In a way, these considerations about feedback in the brain and cognitive models are only the tip of the iceberg. PET and fMRI have very low spatial and temporal resolution. When you localize events in the brain, using these techniques, you localize them to cubic regions of between 2 and 5 mm, that is, to regions in which there are hundreds of thousands of cells. If there is specialization or differentiation among these cells, that won't show up in the illustration. Nor, for that matter, can we be sure exactly when neural events are happening. Cellular events unfold at the scale of thousandths of a second, but it can take much longer time scales (large portions of a minute) to detect and process signals for making images. For these reasons, scientists have developed techniques of normalizing data.
Typically, data from different subjects is averaged. The averaging process involves the loss of considerable information. After all, brains differ from one another no less than faces do. Just as the average American tax payer has no height and weight, so averaged neural activity has no location in any particular brain. For this reason, scientists project their findings onto an idealized, stock brain. The pictures we see in Nature are not snapshots of a particular person's brain in action.
Finally, putting all this to one side, it is important to be clear that there is no sense in which PET or fMRI illustrations deliver direct information about consciousness or cognition. They do not even deliver direct representations of neural activity. Functional brain imaging systems such as PET and fMRI build images based on the detection of physical magnitudes (such as radio or light waves) that are are believed to be reliably correlated with metabolic activity.

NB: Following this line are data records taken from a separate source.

/*
puzzle.rs

Copyright 2025 Hervé Quatremain

This file is part of Vanishing Cube.

Vanishing Cube is free software: you can redistribute it and/or modify it under
the terms of the GNU General Public License as published by the Free Software
Foundation, either version 3 of the License, or (at your option) any later
version.

Vanishing Cube is distributed in the hope that it will be useful, but WITHOUT
ANY WARRANTY; without even the implied warranty of MERCHANTABILITY or FITNESS
FOR A PARTICULAR PURPOSE. See the GNU General Public License for more details.

You should have received a copy of the GNU General Public License along with
Vanishing Cube. If not, see <https://www.gnu.org/licenses/>.

SPDX-License-Identifier: GPL-3.0-or-later
*/

//! Puzzle generation.
//!
//! [`PuzzleGenerator::generate`] builds a [`Puzzle`] in four steps:
//!
//! 1. Select candidate words from the curated list: words with a length in the range of the
//!    difficulty level and that the dictionary accepts. A random sample of them is kept.
//! 2. Embed the candidates one after the other. Each word gets a random path of adjacent free
//!    cells (see [`word_path::WordPath`]). A word that cannot be placed is dropped, and the
//!    following words are still tried. Placement is greedy: earlier words are never moved to
//!    make room for later ones.
//! 3. Fill the cells that no word uses with random letters.
//! 4. Build the [`Cube`] of letters.
//!
//! Generation never fails. In the worst case, no word is embedded and the cube is made of
//! random letters only.

use log::debug;
use rand::Rng;
use rand::seq::SliceRandom;
use serde::{Deserialize, Serialize};
use std::collections::{BTreeSet, HashSet};
use std::sync::Arc;
use std::time::Instant;

use super::difficulty::{Difficulty, DifficultyConfig};
use super::grid::LetterGrid;
use super::path::Path;
use super::word_list::CURATED_WORDS;
use super::word_path::{self, WordPath};
use crate::cube::Cube;
use crate::dictionary::WordOracle;
use crate::lattice::Lattice;

/// Cells where an embedded word was placed.
#[derive(Serialize, Deserialize, Debug, Clone, PartialEq)]
pub struct Placement {
    /// Embedded word.
    pub word: String,

    /// Cells that spell the word, in order.
    pub cells: Vec<usize>,
}

/// Generated puzzle.
#[derive(Serialize, Deserialize, Debug, Clone)]
pub struct Puzzle {
    /// Cube of letters.
    pub cube: Cube,

    /// Difficulty level used for generating the puzzle.
    pub difficulty: Difficulty,

    /// Words that the generator placed in the cube.
    ///
    /// Players are not limited to these words: any dictionary word they can chain is accepted.
    pub embedded_words: BTreeSet<String>,

    /// Where each embedded word was placed, in embedding order. Can be used for hints.
    pub placements: Vec<Placement>,
}

impl Puzzle {
    /// Return the cube size.
    pub fn size(&self) -> usize {
        self.cube.size()
    }

    /// Whether the generator placed the given word in the cube.
    pub fn is_embedded(&self, word: &str) -> bool {
        self.embedded_words.contains(&word.to_uppercase())
    }

    /// Return the placement of an embedded word.
    pub fn placement(&self, word: &str) -> Option<&Placement> {
        let word: String = word.to_uppercase();
        self.placements.iter().find(|p| p.word == word)
    }
}

/// [`PuzzleGenerator`] object.
pub struct PuzzleGenerator {
    /// Dictionary used to validate the candidate words.
    oracle: Arc<dyn WordOracle>,

    /// Uppercase words that the generator tries to embed.
    words: Vec<String>,

    /// Number of words that the last generation tried to embed.
    pub attempted: usize,

    /// Number of search iterations of the last generation.
    pub iteration: usize,

    /// Duration in seconds of the last generation.
    pub duration: f32,
}

impl PuzzleGenerator {
    /// Create a [`PuzzleGenerator`] object that embeds words from the curated list.
    pub fn new(oracle: Arc<dyn WordOracle>) -> Self {
        Self::with_words(oracle, CURATED_WORDS.iter().copied())
    }

    /// Create a [`PuzzleGenerator`] object that embeds words from the given list.
    pub fn with_words<I, S>(oracle: Arc<dyn WordOracle>, words: I) -> Self
    where
        I: IntoIterator<Item = S>,
        S: AsRef<str>,
    {
        Self {
            oracle,
            words: words
                .into_iter()
                .map(|w| w.as_ref().trim().to_uppercase())
                .filter(|w| !w.is_empty() && w.chars().all(|c| c.is_ascii_alphabetic()))
                .collect(),
            attempted: 0,
            iteration: 0,
            duration: 0.0,
        }
    }

    /// Return the words that fit the given parameters and that the dictionary accepts.
    pub fn candidates(&self, config: &DifficultyConfig) -> Vec<String> {
        self.words
            .iter()
            .filter(|w| {
                let len: usize = w.chars().count();
                len >= config.min_word_length
                    && len <= config.max_word_length
                    && self.oracle.is_valid_word(w)
            })
            .cloned()
            .collect()
    }

    /// Generate a puzzle by using the thread random number generator.
    pub fn generate(&mut self, size: usize, difficulty: Difficulty) -> Puzzle {
        self.generate_with_rng(size, difficulty, &mut rand::rng())
    }

    /// Generate a puzzle by using the given random number generator.
    ///
    /// A seeded generator gives the same puzzle on every run only as long as no word search
    /// reaches the per-word time limit (two seconds). A search that times out drops its word,
    /// so on a slow machine the same seed can embed fewer words.
    pub fn generate_with_rng<R: Rng + ?Sized>(
        &mut self,
        size: usize,
        difficulty: Difficulty,
        rng: &mut R,
    ) -> Puzzle {
        let start: Instant = Instant::now();
        let lattice: Lattice = Lattice::new(size);
        let config: DifficultyConfig = difficulty.config(lattice.size());

        let mut words: Vec<String> = self.candidates(&config);
        words.shuffle(rng);
        words.truncate(config.max_words_to_embed);
        debug!(
            "Size = {}  Difficulty = {difficulty}  Words to embed = {words:?}",
            lattice.size()
        );

        let mut grid: LetterGrid = LetterGrid::new(lattice);
        let placements: Vec<Placement> = self.embed_words(&words, &mut grid, rng);
        let cube: Cube = grid.into_cube(rng);

        self.attempted = words.len();
        self.duration = start.elapsed().as_secs_f32();
        debug!(
            "Embedded {} of {} words in {}s",
            placements.len(),
            self.attempted,
            self.duration
        );

        Puzzle {
            cube,
            difficulty,
            embedded_words: placements.iter().map(|p| p.word.clone()).collect(),
            placements,
        }
    }

    /// Place the words in the grid, one after the other, and return the placements that succeeded.
    fn embed_words<R: Rng + ?Sized>(
        &mut self,
        words: &[String],
        grid: &mut LetterGrid,
        rng: &mut R,
    ) -> Vec<Placement> {
        let mut placements: Vec<Placement> = Vec::with_capacity(words.len());
        let mut committed: HashSet<usize> = HashSet::new();
        self.iteration = 0;

        for word in words {
            let characters: Vec<char> = word.chars().collect();
            let mut search: WordPath = WordPath::new(grid, &committed);
            let res: Result<Path, word_path::WordPathError> = search.find(&characters, rng);
            self.iteration += search.iteration;

            match res {
                Ok(path) => {
                    debug!("Word {word} placed at {:?}", path.get());
                    for (cell, c) in path.get().iter().zip(&characters) {
                        grid.set(*cell, *c);
                        committed.insert(*cell);
                    }
                    placements.push(Placement {
                        word: word.clone(),
                        cells: path.into(),
                    });
                }
                Err(e) => {
                    // The word does not fit in the space left; skip it
                    debug!("Word {word} dropped: {e:?}");
                }
            }
        }
        placements
    }
}

#[cfg(test)]
mod tests {
    use super::*;
    use crate::dictionary::Dictionary;
    use rand::SeedableRng;
    use rand::rngs::StdRng;

    fn generator() -> PuzzleGenerator {
        PuzzleGenerator::new(Arc::new(Dictionary::embedded()))
    }

    fn assert_placements_spell_words(puzzle: &Puzzle) {
        let lattice: &Lattice = puzzle.cube.lattice();
        let mut used: HashSet<usize> = HashSet::new();
        for placement in &puzzle.placements {
            assert_eq!(puzzle.cube.word_along(&placement.cells), placement.word);
            for pair in placement.cells.windows(2) {
                assert!(lattice.is_adjacent(pair[0], pair[1]));
            }
            for cell in &placement.cells {
                assert!(used.insert(*cell), "cell {cell} used twice");
            }
        }
        assert_eq!(puzzle.embedded_words.len(), puzzle.placements.len());
    }

    #[test]
    fn candidates_follow_the_difficulty() {
        let generator = generator();
        let config: DifficultyConfig = Difficulty::Hard.default_config();
        let candidates: Vec<String> = generator.candidates(&config);
        assert!(!candidates.is_empty());
        assert!(
            candidates
                .iter()
                .all(|w| (4..=6).contains(&w.len()))
        );
    }

    #[test]
    fn candidates_must_be_dictionary_words() {
        let oracle = Arc::new(Dictionary::from_words(["CAT"]));
        let generator = PuzzleGenerator::with_words(oracle, ["cat", "dog", "c4t"]);
        let config: DifficultyConfig = Difficulty::Easy.default_config();
        assert_eq!(generator.candidates(&config), vec!["CAT"]);
    }

    #[test]
    fn generated_puzzles_are_consistent() {
        let mut generator = generator();
        let mut rng = StdRng::seed_from_u64(2025);
        for difficulty in [Difficulty::Easy, Difficulty::Medium, Difficulty::Hard] {
            let puzzle: Puzzle =
                generator.generate_with_rng(difficulty.cube_size(), difficulty, &mut rng);
            let size: usize = difficulty.cube_size();
            assert_eq!(puzzle.cube.len(), size * size * size);
            assert!(!puzzle.embedded_words.is_empty());
            assert!(puzzle.embedded_words.len() <= difficulty.default_config().max_words_to_embed);
            assert_placements_spell_words(&puzzle);
        }
    }

    #[test]
    fn tiny_cube_embeds_nothing() {
        let mut generator = generator();
        let puzzle: Puzzle = generator.generate(1, Difficulty::Easy);
        assert_eq!(puzzle.cube.len(), 1);
        assert!(puzzle.embedded_words.is_empty());
        assert!(puzzle.cube.character(0).unwrap().is_ascii_uppercase());
        assert_eq!(generator.attempted, 0);
    }

    #[test]
    fn empty_dictionary_still_builds_a_cube() {
        let mut generator = PuzzleGenerator::new(Arc::new(Dictionary::empty()));
        let puzzle: Puzzle = generator.generate(3, Difficulty::Medium);
        assert_eq!(puzzle.cube.len(), 27);
        assert!(puzzle.embedded_words.is_empty());
        assert!(puzzle.placements.is_empty());
    }

    #[test]
    fn embedded_word_lookup() {
        let oracle = Arc::new(Dictionary::from_words(["CAT"]));
        let mut generator = PuzzleGenerator::with_words(oracle, ["CAT"]);
        let puzzle: Puzzle =
            generator.generate_with_rng(3, Difficulty::Easy, &mut StdRng::seed_from_u64(5));
        assert!(puzzle.is_embedded("cat"));
        let placement: &Placement = puzzle.placement("Cat").unwrap();
        assert_eq!(placement.cells.len(), 3);
        assert_eq!(puzzle.cube.word_along(&placement.cells), "CAT");
    }
}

For example, in PET, one injects a positron emitting isotrope into the blood stream; PET detects the emission of gamma rays caused by the collision of positrons and electrons. In this way, the PET image carries indirect information about metabolic activity (based on the direct measurement of a physical magnitude) which is in turn supposed to carry information about neural activity. The latter supposition is not unreasonable. Neural events require oxygen, and so they require blood. The neural activity, in its turn, is supposed to correlate to significant mental activity. Brain scans thus represent the mind at three steps of remove: they represent physical magnitudes correlated to blood flow; the blood flow in turn is correlated to neural activity; the neural activity in turn is supposed to correlate to mental activity.
If all the assumptions are accurate, a brain scan image may contain important information about neural activity related to a cognitive process. But we need to take care not to be misled by the visual, pictorial character of these images. Brain scans are not pictures of cognitive processes in the brain in action.